Tomorrow morning – if 4a.m. can be called morning, I am giving you up. I am taking you, Mirele, to the back entrance of dear, brave Hermann’s grocery and the child rescuers will be waiting there for you and the thirty-two other children under the age of three. They’ll inject you with a sedative so you won’t cry and then they’ll slip off in the predawn with you – my life, my love, out of this barbaric country to safety.
We pushed it off, Mirele. We didn’t want to believe we would have to give up our child, probably never to see her again. But this is the last child rescue. After this there will be none left to rescue, because tomorrow, our informers tell us, is the last big round up. Tomorrow they come for men, women and children. And I’ve been convinced by these words, spoken by our trusted informer, Hermann, the brave gentile doctor, “Any child they take away either dies immediately or dies on the way to the death camp”
The word death three times in one sentence! We were the last ones to be convinced to be give up our child. He said, finally, with the deepest sadness in every exhausted wrinkle in his face, “I cannot force you. But if you keep her with you, she will be dead in a month. They have no use for babies, she cannot work for them. If you want to give her to us, bring her to the back entrance of my grocery at 4a.m.. No belongings, whatever food you have. Goodbye.”
Mirele, do you see why I have to give you up? He said no belongings, but I will beg, I will plead that this letter be allowed to go, sewn into your undershirt. And then, I will pray to G-d that the letter stays with you until you are old enough to read it. You must know that we love you. Your must know why you are alone, without parents. Not because they didn’t love you . . .but because they did!
It’s eerie to think that by the time you read this I will probably be dead. That’s what Hermann says is going on. People either die immediately or on the way or after a week or two of forced labour and no food. But I won’t have lived in vain, Mirele, if I know that I brought you into the world and you will live and survive and grow big and strong and you will be happy. You can be happy, Mirele, because we loved you.
What makes a difference in the lives of adults, its seems, is if they had secure childhoods. Secure, with lots of love and acceptance and needs fulfilled and predictable routine and the like. You’ve had that up to this minute. You’ll have it up till 4a.m.. But then you won’t. Who knows who will end up taking care of you? Some family who will take you in for the money Hermann will pay them? They will surely be kinder to their own than to you.
Here is where pain mixes with rage! I rage at the animals who are making it possible for you to cry and I won’t be there to comfort you.
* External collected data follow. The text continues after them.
//! Cookie-bound session handling for one HTTP request.
//!
//! # Responsibility
//! - Resolve the `sessionid` cookie into a `RequestContext`.
//! - Persist login/logout transitions and queued flash messages afterwards.
//!
//! # Invariants
//! - Logging in always issues a fresh session key.
//! - Logging out deletes the server-side session.
//! - Anonymous requests only get a session once they have something to store.

use crate::reply::ApiError;
use actix_web::cookie::time::Duration as CookieDuration;
use actix_web::cookie::{Cookie, SameSite};
use actix_web::HttpRequest;
use daynote_core::{
    FlashMessage, RequestContext, SessionRecord, SessionRepository, SqliteSessionRepository,
    SqliteUserRepository, UserRepository,
};
use log::debug;
use rusqlite::Connection;
use std::time::Duration;

pub const SESSION_COOKIE: &str = "sessionid";

/// Session state loaded for one request.
pub struct RequestSession {
    record: Option<SessionRecord>,
    ctx: RequestContext,
}

impl RequestSession {
    /// Loads the session named by the request cookie, if it is still live.
    pub fn load(conn: &mut Connection, req: &HttpRequest) -> Result<Self, ApiError> {
        let record = match req.cookie(SESSION_COOKIE) {
            Some(cookie) => SqliteSessionRepository::try_new(conn)?.load_session(cookie.value())?,
            None => None,
        };

        let user = match record.as_ref().and_then(|record| record.user_id) {
            Some(user_id) => SqliteUserRepository::try_new(conn)?.get_user(user_id)?,
            None => None,
        };
        let ctx = match user {
            Some(user) => RequestContext::authenticated(user),
            None => RequestContext::anonymous(),
        };

        Ok(Self { record, ctx })
    }

    pub fn context(&self) -> &RequestContext {
        &self.ctx
    }

    pub fn context_mut(&mut self) -> &mut RequestContext {
        &mut self.ctx
    }

    /// Drains stored messages followed by the ones queued during this request.
    pub fn take_messages(&mut self, conn: &mut Connection) -> Result<Vec<FlashMessage>, ApiError> {
        let mut messages = match &self.record {
            Some(record) => {
                SqliteSessionRepository::try_new(conn)?.take_messages(&record.session_key)?
            }
            None => Vec::new(),
        };
        messages.extend(self.ctx.take_messages());
        Ok(messages)
    }

    /// Writes session changes back and returns the cookie to send, if any.
    pub fn commit(
        mut self,
        conn: &mut Connection,
        ttl: Duration,
    ) -> Result<Option<Cookie<'static>>, ApiError> {
        let pending = self.ctx.take_messages();
        let mut repo = SqliteSessionRepository::try_new(conn)?;
        let old_key = self.record.as_ref().map(|record| record.session_key.as_str());

        if self.ctx.auth_changed() {
            if let Some(user) = self.ctx.user() {
                let rotated = repo.rotate_session(old_key, Some(user.id), ttl)?;
                repo.push_messages(&rotated.session_key, &pending)?;
                debug!("event=session_rotate module=web status=ok user_id={}", user.id);
                return Ok(Some(session_cookie(rotated.session_key, ttl)));
            }

            if let Some(old_key) = old_key {
                repo.delete_session(old_key)?;
                debug!("event=session_flush module=web status=ok");
            }
            if pending.is_empty() {
                return Ok(Some(removal_cookie()));
            }
            let fresh = repo.create_session(None, ttl)?;
            repo.push_messages(&fresh.session_key, &pending)?;
            return Ok(Some(session_cookie(fresh.session_key, ttl)));
        }

        if pending.is_empty() {
            return Ok(None);
        }
        match old_key {
            Some(key) => {
                repo.push_messages(key, &pending)?;
                Ok(None)
            }
            None => {
                let fresh = repo.create_session(None, ttl)?;
                repo.push_messages(&fresh.session_key, &pending)?;
                Ok(Some(session_cookie(fresh.session_key, ttl)))
            }
        }
    }
}

fn session_cookie(session_key: String, ttl: Duration) -> Cookie<'static> {
    let max_age = i64::try_from(ttl.as_secs()).unwrap_or(i64::MAX);
    Cookie::build(SESSION_COOKIE, session_key)
        .path("/")
        .http_only(true)
        .same_site(SameSite::Lax)
        .max_age(CookieDuration::seconds(max_age))
        .finish()
}

fn removal_cookie() -> Cookie<'static> {
    let mut cookie = Cookie::build(SESSION_COOKIE, "")
        .path("/")
        .http_only(true)
        .same_site(SameSite::Lax)
        .finish();
    cookie.make_removal();
    cookie
}

#[cfg(test)]
mod tests {
    use super::{removal_cookie, session_cookie, SESSION_COOKIE};
    use actix_web::cookie::SameSite;
    use std::time::Duration;

    #[test]
    fn session_cookie_is_http_only_and_lax() {
        let cookie = session_cookie("abc".to_string(), Duration::from_secs(60));
        assert_eq!(cookie.name(), SESSION_COOKIE);
        assert_eq!(cookie.value(), "abc");
        assert_eq!(cookie.http_only(), Some(true));
        assert_eq!(cookie.same_site(), Some(SameSite::Lax));
        assert_eq!(cookie.path(), Some("/"));
    }

    #[test]
    fn removal_cookie_is_empty_and_expired() {
        let cookie = removal_cookie();
        assert_eq!(cookie.value(), "");
        assert!(cookie.max_age().is_some_and(|age| age.is_zero()));
    }
}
But you will have this letter, and this letter will make you feel secure, if G-d answers my prayers. You have us, Mirele, even though you don’t see us, we’re with you. We’re watching you and praying for you. Every time you have troubles we are pounding on the door to G-d’s very throne room, insisting on an audience and demanding mercy for our Mirele down on earth, alone, without her parents. And G-d will listen to us. We won’t leave Him alone until he agrees that you deserve health, love and happiness.
Mirele, you’ll wonder what your first two years were like. You’ll wish you could remember. Let me remember for you right now, tenderly, on this piece of paper.
You like hot cereal in the morning, with lots of milk and sugar. Except that there is no milk and sugar now, none in the whole city. But I make your cereal anyway and you eat it with big smiles between every bite. Then you come ready for your nap, so I rock you, after putting the rocker where the sunlight will fail on it. I rock you until you fall asleep and then I put you in my bed. You sleep well there, you like my smell. What will you smell tomorrow night? Surely nobody will rock you tomorrow, not even in the shade. Oh G-d? I cannot do it! I will do it. For you, Mirele, so you will have at least a hope for life.
Mirele, do me a favour. After you’ve grown, after this dirty, nightmarish war is over…I know there will be those who underplay the tragedies going on here every day. They will say, “A war is a war. It was just a war”. Mirele, tell them about this agony! Tell them how you felt secure in my arms rocking to sleep in the sunlight. Tell them how your father ran, one night, a year ago, to get you medicine, past sentries, while breaking the curfew. He risked his life to ease your pain, Mirele. And now the three of us are being torn apart. “Just a war”..?! Tell them, Mirele, that all wars in the world don’t add up to the agony in my heart right now as I write this.
G-d it’s 2a.m. already. Only two more hours with my love, my baby, my life, my Mirele. I’m going to hold you now, Mirele, for two hours. Your father and I are going to wake you, feed you and tell you over and over how much we love you. You’re barely two years old, but maybe, if G-d is good, maybe, you’ll remember it and maybe you’ll keep this letter until you’re old enough to read it.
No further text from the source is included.